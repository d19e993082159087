//! # Shared Crypto - Signature Encoding Primitives
//!
//! ## Components
//!
//! | Module | Provides | Use Case |
//! |--------|----------|----------|
//! | `digest` | MD2, MD5, SHA-1, SHA-2 | Local hashing before signing |
//! | `pkcs1` | DigestInfo, block-type-1 padding | RSA signatures without token-side hashing |
//!
//! MD2 and MD5 exist only for verifying and producing legacy RSA signatures.

#![warn(missing_docs)]
#![warn(clippy::all)]

pub mod digest;
pub mod errors;
pub mod pkcs1;

// Re-exports
pub use digest::{digest, DigestAlgorithm, MessageDigest};
pub use errors::CryptoError;
pub use pkcs1::{digest_info_len, encode_digest_info, Type1Padding};

/// Crate version
pub const VERSION: &str = env!("CARGO_PKG_VERSION");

· · · · ·

● **Work item**:
Using the listing above, retype each line exactly.

● **Answer for the task**:
repository d19e993082159087
//! # Shared Crypto - Signature Encoding Primitives
//!
//! ## Components
//!
//! | Module | Provides | Use Case |
//! |--------|----------|----------|
//! | `digest` | MD2, MD5, SHA-1, SHA-2 | Local hashing before signing |
//! | `pkcs1` | DigestInfo, block-type-1 padding | RSA signatures without token-side hashing |
//!
//! MD2 and MD5 exist only for verifying and producing legacy RSA signatures.

#![warn(missing_docs)]
#![warn(clippy::all)]

pub mod digest;
pub mod errors;
pub mod pkcs1;

// Re-exports
pub use digest::{digest, DigestAlgorithm, MessageDigest};
pub use errors::CryptoError;
pub use pkcs1::{digest_info_len, encode_digest_info, Type1Padding};

/// Crate version
pub const VERSION: &str = env!("CARGO_PKG_VERSION");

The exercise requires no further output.